The kubelet handles log rotation (default: 10MB size limit, 5 rotated files per container), lifecycle management, and API exposure. kubectl logs interfaces with the kubelet's API to retrieve these stored logs, supporting both historical access and real-time streaming.
This node-centric approach provides immediate access without external tooling, making it invaluable for rapid debugging. However, it has limitations in large-scale deployments: logs are stored only on individual nodes, making cross-cluster analysis challenging, and pods that restart frequently may lose historical log data during transitions.
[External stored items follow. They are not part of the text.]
//! Domain model: the canonical quiz question produced by normalization.

use bson::serde_helpers::chrono_datetime_as_bson_datetime;
use chrono::{DateTime, Utc};
use serde::{Deserialize, Serialize};

/// Placeholder used when the model gives no question text.
pub const NO_QUESTION: &str = "No question provided";
/// Category used when neither the item nor the run supplies one.
pub const DEFAULT_CATEGORY: &str = "general";
/// Options used when the item carries none.
pub const PLACEHOLDER_OPTIONS: [&str; 4] = ["A", "B", "C", "D"];

/// One multiple-choice question, fully populated.
///
/// Serialized field names match the documents stored in MongoDB
/// (`qid`, `question`, ...). Always `options.len() >= 1` and
/// `correct_index < options.len()`.
#[derive(Clone, Debug, PartialEq, Serialize, Deserialize)]
pub struct QuestionRecord {
  #[serde(rename = "qid")]
  pub id: String,
  #[serde(rename = "question")]
  pub question_text: String,
  pub category: String,
  pub options: Vec<String>,
  pub correct_index: usize,
  pub backstory: String,
  #[serde(with = "chrono_datetime_as_bson_datetime")]
  pub created_at: DateTime<Utc>,
  #[serde(with = "chrono_datetime_as_bson_datetime")]
  pub updated_at: DateTime<Utc>,
}

impl QuestionRecord {
  /// Text of the option marked correct.
  pub fn correct_option(&self) -> &str {
    self.options.get(self.correct_index).map(String::as_str).unwrap_or_default()
  }
}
How does kubectl logs work?
When you run kubectl logs, the client talks to the API server, which authenticates/authorizes and then proxies the request to the kubelet on the node where your pod runs; the kubelet reads the container’s stdout/stderr files and streams them back through the API server to you
Essential kubectl logs Commands
Here's a practical reference for immediate troubleshooting:
Basic log retrieval:
kubectl logs pod-name
Real-time log streaming:
kubectl logs -f pod-name
Multi-container pods:
kubectl logs pod-name -c container-name
Previous container instance (crucial for crashed pods):
kubectl logs pod-name --previous
All containers in a pod:
kubectl logs pod-name --all-containers=true
Time-based filtering:
kubectl logs pod-name --since=1h --timestamps
Limit output:
kubectl logs pod-name --tail=100
Label-based selection:
kubectl logs -l app=my-application
Export to file:
kubectl logs pod-name > application-logs.txt
Combined debugging approach:
kubectl logs -f pod-name -c api-server --tail=50 --timestamps
These form the foundation for effective log-based troubleshooting, providing immediate access to container output for debugging application behavior and performance issues.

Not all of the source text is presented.